Our shared prosperity state policy recommendations

As we explored in my last post Michigan structurally has too many low-paid jobs. About half of Michigan jobs pay less than $15 an hour. Add to that lots of part-time jobs and more and more contingent jobs. That leads to the Michigan Association of United Way’s ALICE report results that 40 percent of Michigan households cannot pay for basic necessities. The data in that report make clear that this is an all Michigan problem––irrespective of county, race or age.

The Michigan Bureau of Labor Market Information and Strategic Initiatives projects that 55 percent of the job openings in Michigan from 20014-2024 will be in occupations where the median annual wage is $37,040 (the national median for all jobs) or less. So that going forward Michigan is almost certainly going to continue to have too many low-paid jobs.

So it is clear that if we are going to meet the goal of our new state policy agenda of rising household income for all Michiganders that we need to make sharing prosperity a state priority. What a shared prosperity agenda for Michigan should look like is the subject of our newest report: A Path to Good-paying Careers for all Michiganders: Sharing prosperity with those not participating in the high-wage knowledge-based economy.

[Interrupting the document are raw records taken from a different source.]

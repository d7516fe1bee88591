//! Outbound Telegram Bot API client

use crate::config::TelegramConfig;
use crate::keyboards::Keyboard;
use crate::state_machine::Reply;
use async_trait::async_trait;
use reqwest::Client;
use serde::{Deserialize, Serialize};
use std::time::Duration;
use thiserror::Error;

const SEND_TIMEOUT: Duration = Duration::from_secs(15);

#[derive(Debug, Error)]
pub enum TransportError {
    #[error("Network error: {0}")]
    Network(String),
    #[error("Telegram rejected the message ({status}): {description}")]
    Rejected { status: u16, description: String },
}

impl From<reqwest::Error> for TransportError {
    fn from(e: reqwest::Error) -> Self {
        TransportError::Network(e.to_string())
    }
}

/// Delivers replies to a chat
#[async_trait]
pub trait Transport: Send + Sync {
    async fn send(&self, chat_id: i64, reply: &Reply) -> Result<(), TransportError>;
}

#[derive(Debug, Serialize, PartialEq)]
struct ReplyKeyboardMarkup<'a> {
    keyboard: &'a [Vec<String>],
    resize_keyboard: bool,
    one_time_keyboard: bool,
}

#[derive(Debug, Serialize, PartialEq)]
struct SendMessage<'a> {
    chat_id: i64,
    text: &'a str,
    parse_mode: &'static str,
    #[serde(skip_serializing_if = "Option::is_none")]
    reply_markup: Option<ReplyKeyboardMarkup<'a>>,
}

impl<'a> SendMessage<'a> {
    fn new(chat_id: i64, reply: &'a Reply) -> Self {
        Self {
            chat_id,
            text: &reply.text,
            parse_mode: "HTML",
            reply_markup: markup(&reply.keyboard),
        }
    }
}

fn markup(keyboard: &Keyboard) -> Option<ReplyKeyboardMarkup<'_>> {
    if keyboard.is_empty() {
        return None;
    }
    Some(ReplyKeyboardMarkup {
        keyboard: &keyboard.rows,
        resize_keyboard: true,
        one_time_keyboard: keyboard.one_time,
    })
}

#[derive(Debug, Deserialize)]
struct ApiResponse {
    ok: bool,
    #[serde(default)]
    description: Option<String>,
}

pub struct TelegramClient {
    client: Client,
    send_url: String,
}

impl TelegramClient {
    pub fn new(config: &TelegramConfig) -> Result<Self, TransportError> {
        let client = Client::builder()
            .timeout(SEND_TIMEOUT)
            .build()
            .map_err(|e| TransportError::Network(format!("Failed to create HTTP client: {e}")))?;
        Ok(Self {
            client,
            send_url: format!(
                "{}/bot{}/sendMessage",
                config.api_base.trim_end_matches('/'),
                config.bot_token
            ),
        })
    }
}

#[async_trait]
impl Transport for TelegramClient {
    async fn send(&self, chat_id: i64, reply: &Reply) -> Result<(), TransportError> {
        let response = self
            .client
            .post(&self.send_url)
            .json(&SendMessage::new(chat_id, reply))
            .send()
            .await?;

        let status = response.status();
        let body: Option<ApiResponse> = response.json().await.ok();
        match body {
            Some(ApiResponse { ok: true, .. }) if status.is_success() => Ok(()),
            body => Err(TransportError::Rejected {
                status: status.as_u16(),
                description: body
                    .and_then(|b| b.description)
                    .unwrap_or_else(|| "no description".to_string()),
            }),
        }
    }
}
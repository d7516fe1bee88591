//! Ledger rows and the spreadsheet they live in
//!
//! The store itself is an external collaborator reached through
//! [`LedgerGateway`]. Loan schedules and period summaries are derived here
//! from plain rows.

mod error;
mod gateway;
pub mod loan;
mod row;
pub mod sheets;
pub mod summary;

pub use error::{PersistenceError, PersistenceErrorKind};
pub use gateway::{LedgerGateway, LoggingGateway};
pub use row::{LedgerRow, RowField, RowSnapshot, SheetRow};
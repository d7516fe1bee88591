//! Presentation helpers: money, timestamps and reply-safe text

use chrono::{DateTime, NaiveDate, Utc};
use chrono_tz::Tz;
use rust_decimal::{Decimal, RoundingStrategy};

/// Date layout used for schedule rows and report ranges
pub const DATE_FORMAT: &str = "%m/%d/%Y";

/// Locale-dependent rendering settings
#[derive(Debug, Clone, PartialEq, Eq)]
pub struct Locale {
    pub timezone: Tz,
    pub currency_symbol: String,
    /// chrono format string for the `date` column of new rows
    pub timestamp_format: String,
}

impl Default for Locale {
    fn default() -> Self {
        Self {
            timezone: chrono_tz::Asia::Manila,
            currency_symbol: "₱".to_string(),
            timestamp_format: "%m/%d/%Y, %I:%M:%S %p".to_string(),
        }
    }
}

impl Locale {
    /// Absolute value with two decimals and grouped thousands (`₱1,234.50`)
    pub fn currency(&self, amount: Decimal) -> String {
        let rounded = amount
            .abs()
            .round_dp_with_strategy(2, RoundingStrategy::MidpointAwayFromZero);
        let text = format!("{rounded:.2}");
        let (whole, frac) = text.split_once('.').unwrap_or((&text, "00"));
        format!("{}{}.{}", self.currency_symbol, group_thousands(whole), frac)
    }

    /// Timestamp written into the `date` column of a new row
    pub fn timestamp(&self, now: DateTime<Utc>) -> String {
        now.with_timezone(&self.timezone)
            .format(&self.timestamp_format)
            .to_string()
    }

    /// Calendar day of `now` in the configured timezone
    pub fn today(&self, now: DateTime<Utc>) -> NaiveDate {
        now.with_timezone(&self.timezone).date_naive()
    }
}

pub fn format_date(date: NaiveDate) -> String {
    date.format(DATE_FORMAT).to_string()
}

/// Insert `,` every three digits of an unsigned integer string
pub fn group_thousands(digits: &str) -> String {
    let len = digits.len();
    let mut out = String::with_capacity(len + len / 3);
    for (i, c) in digits.chars().enumerate() {
        if i > 0 && (len - i) % 3 == 0 {
            out.push(',');
        }
        out.push(c);
    }
    out
}

/// Escape text for Telegram's HTML parse mode
pub fn escape_html(text: &str) -> String {
    let mut out = String::with_capacity(text.len());
    for c in text.chars() {
        match c {
            '&' => out.push_str("&amp;"),
            '<' => out.push_str("&lt;"),
            '>' => out.push_str("&gt;"),
            _ => out.push(c),
        }
    }
    out
}
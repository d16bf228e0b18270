//! Load a package from a directory tree: a pacman-style `.PKGINFO` plus the
//! package payload, whose ELF files are parsed in place.

use std::path::Path;
use std::path::PathBuf;

use log::error;
use log::warn;

use pkgdepdb::match_glob;
use pkgdepdb::split_dir_base;
use pkgdepdb::Db;
use pkgdepdb::Dependency;
use pkgdepdb::Elf;
use pkgdepdb::Package;

#[derive(thiserror::Error, Debug)]
pub enum LoaderError {
    #[error("{0:?}: not a directory")]
    NotADirectory(PathBuf),
    #[error("{0:?}: missing or unreadable .PKGINFO")]
    MissingPkgInfo(PathBuf),
    #[error("{0:?}: .PKGINFO has no pkgname")]
    MissingName(PathBuf),
    #[error("Input/output error: {0}")]
    Io(#[from] std::io::Error),
}

/// A package parsed from disk, not yet installed into a database.
pub struct LoadedPackage {
    pub pkg: Package,
    pub objects: Vec<Elf>,
}

/// What the loader records besides the objects themselves.
pub struct LoaderOptions {
    /// Keep the dependency lists from `.PKGINFO`.
    pub with_depends: bool,
    /// Record the filelist.
    pub with_filelist: bool,
}

fn parse_pkginfo(pkg: &mut Package, content: &str, with_depends: bool) {
    for line in content.lines() {
        let line = line.trim();
        if line.is_empty() || line.starts_with('#') {
            continue;
        }
        let Some((key, value)) = line.split_once('=') else {
            continue;
        };
        let key = key.trim();
        let value = value.trim();
        let dep = || Dependency::parse(value);
        match key {
            "pkgname" => pkg.name = value.to_owned(),
            "pkgver" => pkg.version = value.to_owned(),
            "group" => {
                pkg.groups.insert(value.to_owned());
            }
            _ if !with_depends => {}
            "depend" => pkg.depends.push(dep()),
            "optdepend" => {
                // Optional dependencies may carry a `: description` suffix.
                let name = value.split(':').next().unwrap_or(value).trim();
                pkg.optdepends.push(Dependency::parse(name));
            }
            "makedepend" => pkg.makedepends.push(dep()),
            "checkdepend" => pkg.checkdepends.push(dep()),
            "provides" => pkg.provides.push(dep()),
            "conflict" => pkg.conflicts.push(dep()),
            "replaces" => pkg.replaces.push(dep()),
            _ => {}
        }
    }
}

fn ignored(db: &Db, entry: &str) -> bool {
    db.ignore_file_rules
        .iter()
        .any(|rule| match_glob(rule, entry))
}

fn walk(
    root: &Path,
    dir: &Path,
    db: &Db,
    options: &LoaderOptions,
    pkg: &mut Package,
    objects: &mut Vec<Elf>,
) -> Result<(), LoaderError> {
    let mut entries: Vec<_> = fs_err::read_dir(dir)?.collect::<Result<_, _>>()?;
    entries.sort_by_key(|entry| entry.file_name());
    for entry in entries {
        let path = entry.path();
        let name = entry.file_name();
        // Package metadata files live at the root and are not content.
        if dir == root && name.to_string_lossy().starts_with('.') {
            continue;
        }
        let meta = fs_err::metadata(&path)?;
        if meta.is_dir() {
            walk(root, &path, db, options, pkg, objects)?;
            continue;
        }
        let Ok(relative) = path.strip_prefix(root) else {
            continue;
        };
        let installed = format!("/{}", relative.display());
        if ignored(db, &installed) {
            continue;
        }
        if options.with_filelist {
            pkg.filelist.push(installed.clone());
        }
        let data = match fs_err::read(&path) {
            Ok(data) => data,
            Err(e) => {
                warn!("{}: {}", path.display(), e);
                continue;
            }
        };
        match Elf::load(&data, &installed) {
            Ok(Some(mut elf)) => {
                let (dirname, basename) = split_dir_base(&installed);
                elf.dirname = dirname.to_owned();
                elf.basename = basename.to_owned();
                elf.solve_paths();
                objects.push(elf);
            }
            Ok(None) => {}
            Err(e) => {
                // One bad file does not sink the package.
                error!("{}: {}", installed, e);
            }
        }
    }
    Ok(())
}

/// Load a package from `dir`, applying the database's ignore-file rules.
pub fn load_package(
    dir: &Path,
    db: &Db,
    options: &LoaderOptions,
) -> Result<LoadedPackage, LoaderError> {
    if !dir.is_dir() {
        return Err(LoaderError::NotADirectory(dir.to_owned()));
    }
    let pkginfo = fs_err::read_to_string(dir.join(".PKGINFO"))
        .map_err(|_| LoaderError::MissingPkgInfo(dir.to_owned()))?;
    let mut pkg = Package::default();
    parse_pkginfo(&mut pkg, &pkginfo, options.with_depends);
    if pkg.name.is_empty() {
        return Err(LoaderError::MissingName(dir.to_owned()));
    }
    let mut objects = Vec::new();
    walk(dir, dir, db, options, &mut pkg, &mut objects)?;
    Ok(LoadedPackage { pkg, objects })
}

#[cfg(test)]
mod tests {
    use super::*;

    #[test]
    fn pkginfo_fields() {
        let mut pkg = Package::default();
        parse_pkginfo(
            &mut pkg,
            "# generated by makepkg\n\
             pkgname = demo\n\
             pkgver = 1.2-1\n\
             group = tools\n\
             depend = glibc>=2.38\n\
             optdepend = zlib: compression support\n\
             provides = libdemo.so\n\
             conflict = demo-git\n\
             replaces = olddemo\n\
             makedepend = gcc\n\
             checkdepend = check\n",
            true,
        );
        assert_eq!("demo", pkg.name);
        assert_eq!("1.2-1", pkg.version);
        assert!(pkg.groups.contains("tools"));
        assert_eq!("glibc", pkg.depends[0].name);
        assert_eq!(">=2.38", pkg.depends[0].constraint);
        assert_eq!("zlib", pkg.optdepends[0].name);
        assert_eq!("libdemo.so", pkg.provides[0].name);
        assert_eq!("demo-git", pkg.conflicts[0].name);
        assert_eq!("olddemo", pkg.replaces[0].name);
        assert_eq!("gcc", pkg.makedepends[0].name);
        assert_eq!("check", pkg.checkdepends[0].name);
    }

    #[test]
    fn pkginfo_without_depends() {
        let mut pkg = Package::default();
        parse_pkginfo(&mut pkg, "pkgname = demo\ndepend = glibc\n", false);
        assert_eq!("demo", pkg.name);
        assert!(pkg.depends.is_empty());
    }

    #[test]
    fn loads_a_package_tree() {
        let dir = tempfile::tempdir().expect("tempdir");
        let root = dir.path();
        fs_err::write(root.join(".PKGINFO"), "pkgname = demo\npkgver = 1-1\n")
            .expect("write .PKGINFO");
        fs_err::create_dir_all(root.join("usr/share")).expect("mkdir");
        fs_err::write(root.join("usr/share/data.txt"), "hello").expect("write");

        let db = Db::new();
        let options = LoaderOptions {
            with_depends: true,
            with_filelist: true,
        };
        let loaded = load_package(root, &db, &options).expect("load");
        assert_eq!("demo", loaded.pkg.name);
        assert_eq!(vec!["/usr/share/data.txt".to_owned()], loaded.pkg.filelist);
        assert!(loaded.objects.is_empty());
    }

    #[test]
    fn ignore_rules_hide_files() {
        let dir = tempfile::tempdir().expect("tempdir");
        let root = dir.path();
        fs_err::write(root.join(".PKGINFO"), "pkgname = demo\n").expect("write");
        fs_err::create_dir_all(root.join("usr/share/doc")).expect("mkdir");
        fs_err::write(root.join("usr/share/doc/README"), "docs").expect("write");

        let mut db = Db::new();
        db.ignore_file_add("/usr/share/doc/*");
        let options = LoaderOptions {
            with_depends: true,
            with_filelist: true,
        };
        let loaded = load_package(root, &db, &options).expect("load");
        assert!(loaded.pkg.filelist.is_empty());
    }
}
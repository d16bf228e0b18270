use std::path::PathBuf;
use std::process::ExitCode;

use clap::Parser;
use log::error;
use log::info;
use log::warn;

use pkgdepdb::Db;
use pkgdepdb::ObjectFilter;
use pkgdepdb::PackageFilter;
use pkgdepdb::PackageAxis;
use pkgdepdb::StringFilter;

mod config;
mod loader;
mod logger;
mod rules;
mod show;

use self::config::str2bool;
use self::config::Config;
use self::loader::load_package;
use self::loader::LoaderOptions;
use self::logger::Logger;
use self::rules::parse_filter;
use self::rules::parse_rule;
use self::rules::Filter;

#[derive(clap::Parser)]
#[clap(version, about = "Track installed packages and their ELF dependencies")]
struct Args {
    /// Database file to commit to.
    #[clap(short = 'd', long = "db", value_name = "FILE")]
    db: Option<PathBuf>,

    /// Print more information; repeat for debug output.
    #[clap(short = 'v', long = "verbose", action = clap::ArgAction::Count)]
    verbose: u8,

    /// Suppress progress messages.
    #[clap(short = 'q', long = "quiet")]
    quiet: bool,

    /// Install package directories into the database.
    #[clap(short = 'i', long = "install")]
    install: bool,

    /// Remove packages (by name) from the database.
    #[clap(short = 'r', long = "remove")]
    remove: bool,

    /// Do not commit changes to the database file.
    #[clap(long = "dry")]
    dry: bool,

    /// Write the database even without modifications.
    #[clap(long = "touch")]
    touch: bool,

    /// Remove all packages, keep rules and settings.
    #[clap(long = "wipe")]
    wipe: bool,

    /// Show general information about the database.
    #[clap(short = 'I', long = "info")]
    info: bool,

    /// List object files.
    #[clap(short = 'L', long = "list")]
    list: bool,

    /// Show the `missing` table.
    #[clap(short = 'M', long = "missing")]
    missing: bool,

    /// Show the `found` table.
    #[clap(short = 'F', long = "found")]
    found: bool,

    /// Show the installed packages.
    #[clap(short = 'P', long = "pkgs")]
    pkgs: bool,

    /// Show package filelists.
    #[clap(long = "ls")]
    ls: bool,

    /// Perform a dependency integrity check.
    #[clap(long = "integrity")]
    integrity: bool,

    /// Re-run the linker over the whole database.
    #[clap(long = "relink")]
    relink: bool,

    /// Normalize stored rpaths/runpaths, then relink.
    #[clap(long = "fixpaths")]
    fixpaths: bool,

    /// Rename the database.
    #[clap(short = 'n', long = "rename", value_name = "NAME")]
    rename: Option<String>,

    /// Only consider broken packages or objects.
    #[clap(short = 'b', long = "broken")]
    broken: bool,

    /// Skip packages with no object matching the filters.
    #[clap(long = "not-empty")]
    not_empty: bool,

    /// Modify a rule, e.g. `assume-found:libGL.so*` or `strict:yes`.
    #[clap(short = 'R', long = "rule", value_name = "CMD")]
    rules: Vec<String>,

    /// Filter queried packages/objects, e.g. `name:lib*` or `!broken`.
    #[clap(short = 'f', long = "filter", value_name = "FILT")]
    filters: Vec<String>,

    /// Append a directory to the trusted library path.
    #[clap(long = "ld-append", value_name = "DIR")]
    ld_append: Vec<String>,

    /// Prepend a directory to the trusted library path.
    #[clap(long = "ld-prepend", value_name = "DIR")]
    ld_prepend: Vec<String>,

    /// Insert a directory at a position: `POS:DIR`.
    #[clap(long = "ld-insert", value_name = "POS:DIR")]
    ld_insert: Vec<String>,

    /// Delete a directory from the trusted library path.
    #[clap(long = "ld-delete", value_name = "DIR")]
    ld_delete: Vec<String>,

    /// Clear the trusted library path.
    #[clap(long = "ld-clear")]
    ld_clear: bool,

    /// Whether to record package filelists on install.
    #[clap(long = "files", value_name = "BOOL")]
    files: Option<String>,

    /// Shorthand for `--files=no`.
    #[clap(long = "no-files")]
    no_files: bool,

    /// Clear all stored filelists.
    #[clap(long = "rm-files")]
    rm_files: bool,

    /// Whether to record package dependency lists on install.
    #[clap(long = "depends", value_name = "BOOL")]
    depends: Option<String>,

    /// Use up to N threads when relinking.
    #[clap(short = 'j', long = "jobs", value_name = "N")]
    jobs: Option<usize>,

    /// Package directories (with --install) or package names (with
    /// --remove).
    #[clap(value_name = "packages")]
    packages: Vec<String>,
}

fn main() -> ExitCode {
    match do_main() {
        Ok(ok) => {
            if ok {
                ExitCode::SUCCESS
            } else {
                ExitCode::FAILURE
            }
        }
        Err(e) => {
            eprintln!("{e}");
            ExitCode::FAILURE
        }
    }
}

fn do_main() -> Result<bool, Box<dyn std::error::Error>> {
    let args = Args::parse();
    let mut config = Config::read();
    if args.verbose > 0 {
        config.verbosity = args.verbose as u32;
    }
    if args.quiet {
        config.quiet = true;
    }
    if let Some(jobs) = args.jobs {
        config.max_jobs = jobs;
    }
    if let Some(files) = &args.files {
        config.package_filelist = str2bool(files);
    }
    if args.no_files {
        config.package_filelist = false;
    }
    if let Some(depends) = &args.depends {
        config.package_depends = str2bool(depends);
    }
    Logger::init(config.verbosity, config.quiet)?;

    // Filter syntax errors abort before any database mutation.
    let mut pkg_filters: Vec<PackageFilter> = Vec::new();
    let mut obj_filters: Vec<ObjectFilter> = Vec::new();
    let mut str_filters: Vec<StringFilter> = Vec::new();
    for text in &args.filters {
        match parse_filter(text)? {
            Filter::Pkg(f) => pkg_filters.push(f),
            Filter::Obj(f) => obj_filters.push(f),
            Filter::Str(f) => str_filters.push(f),
        }
    }
    if args.broken {
        pkg_filters.push(PackageFilter::new(PackageAxis::Broken, None, false));
    }

    let Some(db_path) = args.db.clone().or_else(|| config.database.clone()) else {
        return Err("no database file selected; use --db or the config file".into());
    };

    let mut db = Db::new();
    db.load(&db_path)?;
    let mut modified = false;

    if let Some(name) = &args.rename {
        modified |= db.rename(name.clone());
    }

    if args.ld_clear {
        modified |= db.ld_clear();
    }
    for dir in &args.ld_prepend {
        modified |= db.ld_prepend(dir.clone());
    }
    for spec in &args.ld_insert {
        let (pos, dir) = spec
            .split_once(':')
            .ok_or_else(|| format!("invalid --ld-insert: `{spec}`"))?;
        let pos: usize = pos
            .parse()
            .map_err(|_| format!("invalid --ld-insert: `{spec}`"))?;
        modified |= db.ld_insert(dir, pos);
    }
    for dir in &args.ld_append {
        modified |= db.ld_append(dir.clone());
    }
    for dir in &args.ld_delete {
        modified |= db.ld_delete(dir);
    }

    for rule in &args.rules {
        modified |= parse_rule(&mut db, rule)?;
    }

    if args.wipe {
        modified |= db.wipe_packages();
    }
    if args.rm_files {
        modified |= db.wipe_filelists();
    }

    let mut had_errors = false;
    if args.install {
        let options = LoaderOptions {
            with_depends: config.package_depends,
            with_filelist: config.package_filelist,
        };
        for dir in &args.packages {
            match load_package(dir.as_ref(), &db, &options) {
                Ok(loaded) => {
                    info!("installing {} {}", loaded.pkg.name, loaded.pkg.version);
                    db.install_package(loaded.pkg, loaded.objects);
                    modified = true;
                }
                Err(e) => {
                    error!("{e}");
                    had_errors = true;
                }
            }
        }
    } else if args.remove {
        for name in &args.packages {
            if db.delete_package(name) {
                modified = true;
            } else {
                warn!("no such package: {name}");
            }
        }
    }

    if args.fixpaths {
        info!("fixing up path entries");
        db.fix_paths();
        modified = true;
    } else if args.relink {
        info!("relinking everything");
        if config.max_jobs > 1 {
            db.relink_all_threaded(config.max_jobs);
        } else {
            db.relink_all();
        }
        modified = true;
    }

    if args.info {
        show::show_info(&db);
    }
    if args.pkgs {
        show::show_packages(
            &db,
            &pkg_filters,
            &obj_filters,
            args.not_empty,
            config.verbosity > 0,
        );
    }
    if args.list {
        show::show_objects(&db, &obj_filters, args.broken, config.verbosity > 0);
    }
    if args.missing {
        show::show_missing(&db, &obj_filters);
    }
    if args.found {
        show::show_found(&db, &obj_filters);
    }
    if args.ls {
        show::show_filelists(&db, &pkg_filters, &str_filters);
    }
    if args.integrity {
        had_errors |= !show::show_integrity(&db, &pkg_filters, &obj_filters);
    }

    if (modified || args.touch) && !args.dry {
        db.store(&db_path)?;
    }
    Ok(!had_errors)
}
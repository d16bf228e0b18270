#![doc = include_str!("../README.md")]
#![cfg_attr(docsrs, feature(doc_cfg))]

mod db;
mod elf;
mod error;
mod filter;
mod ident;
mod linker;
mod macros;
mod package;
mod paths;
mod pool;
mod query;
mod reader;
mod serialize;

pub use self::db::*;
pub use self::elf::*;
pub use self::error::*;
pub use self::filter::*;
pub use self::ident::*;
pub(crate) use self::macros::*;
pub use self::package::*;
pub use self::paths::*;
pub use self::pool::*;
pub use self::query::*;
pub use self::serialize::*;
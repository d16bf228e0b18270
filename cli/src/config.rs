//! The line-oriented configuration file.
//!
//! Searched in `$HOME/.config/pkgdepdb/config`, `$HOME/.pkgdepdb/config` and
//! `/etc/pkgdepdb.conf`, first hit wins. Lines look like `key = value`;
//! blank lines and lines starting with `#`, `/` or `;` are ignored.

use std::env;
use std::path::Path;
use std::path::PathBuf;

use log::warn;

const ETC_CONFIG: &str = "/etc/pkgdepdb.conf";

#[derive(Clone, Debug)]
pub struct Config {
    /// Database file to operate on.
    pub database: Option<PathBuf>,
    /// Log verbosity, 0 through 3.
    pub verbosity: u32,
    /// Only print errors.
    pub quiet: bool,
    /// Record package dependency lists on install.
    pub package_depends: bool,
    /// Record package filelists on install.
    pub package_filelist: bool,
    /// Worker threads for relinking.
    pub max_jobs: usize,
}

impl Default for Config {
    fn default() -> Self {
        Self {
            database: None,
            verbosity: 0,
            quiet: false,
            package_depends: true,
            package_filelist: true,
            max_jobs: 1,
        }
    }
}

/// Interpret the usual spellings of a boolean config value.
pub fn str2bool(value: &str) -> bool {
    let value = value
        .split_whitespace()
        .next()
        .unwrap_or("");
    matches!(
        value,
        "true" | "TRUE" | "True" | "on" | "On" | "ON" | "YES" | "Yes" | "yes" | "1"
    )
}

/// Expand a leading `~/` against `$HOME`.
fn expand_tilde(value: &str) -> PathBuf {
    if let Some(rest) = value.strip_prefix("~/") {
        if let Some(home) = env::var_os("HOME") {
            return PathBuf::from(home).join(rest);
        }
    }
    PathBuf::from(value)
}

impl Config {
    /// Read the first configuration file found in the search order. A
    /// missing file is fine; a present file is parsed best-effort with
    /// warnings for unknown keys.
    pub fn read() -> Self {
        let mut paths = Vec::new();
        if let Some(home) = env::var_os("HOME") {
            let home = PathBuf::from(home);
            paths.push(home.join(".config/pkgdepdb/config"));
            paths.push(home.join(".pkgdepdb/config"));
        }
        paths.push(PathBuf::from(ETC_CONFIG));

        let mut config = Self::default();
        for path in paths {
            if let Ok(content) = fs_err::read_to_string(&path) {
                config.parse(&content, &path);
                break;
            }
        }
        config
    }

    fn parse(&mut self, content: &str, path: &Path) {
        for (lineno, line) in content.lines().enumerate() {
            let line = line.trim();
            if line.is_empty() || line.starts_with(['#', '/', ';']) {
                continue;
            }
            let Some((key, value)) = line.split_once('=') else {
                warn!("{}:{}: missing `=` in config entry", path.display(), lineno + 1);
                continue;
            };
            let key = key.trim();
            let value = value.trim();
            match key {
                "database" => self.database = Some(expand_tilde(value)),
                "verbosity" => self.verbosity = value.parse().unwrap_or(0),
                "quiet" => self.quiet = str2bool(value),
                "package_depends" => self.package_depends = str2bool(value),
                "file_lists" => self.package_filelist = str2bool(value),
                "jobs" => self.max_jobs = value.parse().unwrap_or(1),
                _ => warn!(
                    "{}:{}: unknown config option: {}",
                    path.display(),
                    lineno + 1,
                    key
                ),
            }
        }
    }
}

We believe that the key to having an economy with rising household incomes for all are good-paying jobs and careers. Where careers are for forty years, not a first job. The prime focus of economic policy must be helping people have a career of good-paying work.

We agree with President Regan when he said a job is the best social program. To us a good-paying job is the best social program. Except for those retired or unable to work at a good-paying job due to physical or mental disability, the best path to a middle class forty-year career are good-paying jobs.

We do not believe that we have a too generous safety net that discourages people from working. As we documented in our State Policies Matters report Minnesota has a far more generous safety net than Michigan. And it is third in the proportion of those 16 and older working, Michigan is 40th. If the same proportion of Michiganders age 16 and above worked as Minnesotans there would be 830,000 more Michiganders working today.

Our agenda for getting more Michiganders working and to make work pay more for those in low-wage jobs has four core pillars:

  • Helping Michiganders get family-supporting employment through a combination of income supports and comprehensive and customized case management. Services could include housing, childcare, transportation, substance abuse support, mental heath, job training, financial education, etc. These services and  income supports should continue beyond a first job.
  • Using TANF (Temporary Assistance to Needy Families) funding to help those out of work or underemployed get family supporting jobs. To provide low-income families with a safety net that acts as a trampoline rather than a snare (as described by former Massachusetts Governor William Weld). Michigan instead has been a leader in getting out of the business of providing cash grants or services designed to help people get to self-sufficiency.
  • Augmenting wages and benefits through some combination of employer mandates and/or a strengthened safety net. The employer mandate recommendations are the area where we have the most disagreement amongst the Michigan Future Board and staff. But we all recognize that to achieve the goal of getting all Michiganders on the path to good-paying careers that income from work will need to be augmented for many.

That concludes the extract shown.